◆ MATERIALS PROVIDED ◆
● ● ● ● ● ● ●
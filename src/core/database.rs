use chrono::Local;
use sqlx::sqlite::{SqliteConnectOptions, SqliteJournalMode, SqlitePoolOptions};
use sqlx::{Executor, SqlitePool};
use std::path::{Path, PathBuf};
use std::time::Duration;
use tracing::{debug, info};

use crate::config::DatabaseConfig;
use crate::utils::error::{AppError, Result};

/// Tables are created in dependency order and dropped in reverse.
const SCHEMA: &str = r#"
CREATE TABLE IF NOT EXISTS products (
    id TEXT PRIMARY KEY,
    name TEXT NOT NULL,
    url TEXT NOT NULL UNIQUE,
    selector TEXT,
    target_price TEXT,
    auto_track INTEGER NOT NULL DEFAULT 1,
    check_interval_minutes INTEGER,
    current_price TEXT,
    last_checked TEXT,
    last_error TEXT,
    error_count INTEGER NOT NULL DEFAULT 0,
    created_at TEXT NOT NULL,
    updated_at TEXT NOT NULL
);

CREATE TABLE IF NOT EXISTS price_history (
    id INTEGER PRIMARY KEY AUTOINCREMENT,
    product_id TEXT NOT NULL REFERENCES products(id) ON DELETE CASCADE,
    price TEXT NOT NULL,
    timestamp TEXT NOT NULL
);

CREATE INDEX IF NOT EXISTS idx_price_history_product ON price_history(product_id, id);

CREATE TABLE IF NOT EXISTS alert_state (
    product_id TEXT PRIMARY KEY REFERENCES products(id) ON DELETE CASCADE,
    last_notified_price TEXT NOT NULL,
    last_notified_at TEXT NOT NULL
);

CREATE TABLE IF NOT EXISTS notification_log (
    id TEXT PRIMARY KEY,
    product_id TEXT NOT NULL REFERENCES products(id) ON DELETE CASCADE,
    kind TEXT NOT NULL,
    price TEXT NOT NULL,
    channel TEXT NOT NULL,
    status TEXT NOT NULL,
    error TEXT,
    timestamp TEXT NOT NULL
);

CREATE INDEX IF NOT EXISTS idx_notification_log_product ON notification_log(product_id, timestamp DESC);
"#;

const TABLES: [&str; 4] = ["notification_log", "alert_state", "price_history", "products"];

/// Handle on the SQLite store file.
#[derive(Debug, Clone)]
pub struct Database {
    pool: SqlitePool,
    path: PathBuf,
    config: DatabaseConfig,
}

impl Database {
    pub async fn open(config: &DatabaseConfig) -> Result<Self> {
        info!("Opening price database at {:?}", config.path);

        if let Some(parent) = config.path.parent() {
            if !parent.as_os_str().is_empty() {
                tokio::fs::create_dir_all(parent).await?;
            }
        }

        let pool = Self::connect(config).await?;
        let database = Self {
            pool,
            path: config.path.clone(),
            config: config.clone(),
        };
        database.init_schema().await?;

        Ok(database)
    }

    async fn connect(config: &DatabaseConfig) -> Result<SqlitePool> {
        // Rollback journal keeps the whole store in one file for backup/restore
        let connect_options = SqliteConnectOptions::new()
            .filename(&config.path)
            .create_if_missing(true)
            .journal_mode(SqliteJournalMode::Delete)
            .busy_timeout(Duration::from_secs(config.busy_timeout_secs))
            .foreign_keys(true);

        let pool = SqlitePoolOptions::new()
            .max_connections(config.max_connections)
            .connect_with(connect_options)
            .await?;

        Ok(pool)
    }

    pub async fn init_schema(&self) -> Result<()> {
        self.pool.execute(SCHEMA).await?;
        debug!("Database schema ready");
        Ok(())
    }

    pub fn pool(&self) -> &SqlitePool {
        &self.pool
    }

    pub fn path(&self) -> &Path {
        &self.path
    }

    /// Writes a consistent copy of the store to
    /// `<backup_dir>/price_tracker_backup_<YYYYmmdd_HHMMSS>.db`.
    pub async fn backup(&self) -> Result<PathBuf> {
        tokio::fs::create_dir_all(&self.config.backup_dir).await?;

        let file_name = format!(
            "price_tracker_backup_{}.db",
            Local::now().format("%Y%m%d_%H%M%S")
        );
        let target = self.config.backup_dir.join(file_name);
        self.backup_to(&target).await?;

        Ok(target)
    }

    pub async fn backup_to(&self, target: &Path) -> Result<()> {
        if tokio::fs::try_exists(target).await? {
            return Err(AppError::Validation(format!(
                "backup target {} already exists",
                target.display()
            )));
        }

        let target_str = target.to_string_lossy().replace('\'', "''");
        sqlx::query(&format!("VACUUM INTO '{}'", target_str))
            .execute(&self.pool)
            .await?;

        info!("Database backed up to {}", target.display());
        Ok(())
    }

    /// Replaces the store file with `backup` and reopens it. Every clone of
    /// this handle, and every pool borrowed from it, is closed.
    pub async fn restore(self, backup: &Path) -> Result<Self> {
        if !tokio::fs::try_exists(backup).await? {
            return Err(AppError::NotFound {
                resource: format!("backup file {}", backup.display()),
            });
        }

        self.pool.close().await;
        tokio::fs::copy(backup, &self.path).await?;
        info!("Database restored from {}", backup.display());

        Self::open(&self.config).await
    }

    /// Removes every observation and alert state; products stay.
    pub async fn clear_history(&self) -> Result<u64> {
        let mut tx = self.pool.begin().await?;

        let removed = sqlx::query("DELETE FROM price_history")
            .execute(&mut *tx)
            .await?
            .rows_affected();
        sqlx::query("DELETE FROM alert_state")
            .execute(&mut *tx)
            .await?;

        tx.commit().await?;
        info!("Cleared {} price observations", removed);
        Ok(removed)
    }

    /// Drops and recreates every table.
    pub async fn reset(&self) -> Result<()> {
        let mut tx = self.pool.begin().await?;
        for table in TABLES {
            sqlx::query(&format!("DROP TABLE IF EXISTS {}", table))
                .execute(&mut *tx)
                .await?;
        }
        tx.commit().await?;

        self.init_schema().await?;
        info!("Database reset");
        Ok(())
    }

    pub async fn close(&self) {
        self.pool.close().await;
    }
}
● ● ● ● ● ● ●
◆ TASK GOAL ◆
Where does the string "async" appear in the records above? Show every line that holds it.

◆ TASK SOLUTION ◆
    pub async fn open(config: &DatabaseConfig) -> Result<Self> {
    async fn connect(config: &DatabaseConfig) -> Result<SqlitePool> {
    pub async fn init_schema(&self) -> Result<()> {
    pub async fn backup(&self) -> Result<PathBuf> {
    pub async fn backup_to(&self, target: &Path) -> Result<()> {
    pub async fn restore(self, backup: &Path) -> Result<Self> {
    pub async fn clear_history(&self) -> Result<u64> {
    pub async fn reset(&self) -> Result<()> {
    pub async fn close(&self) {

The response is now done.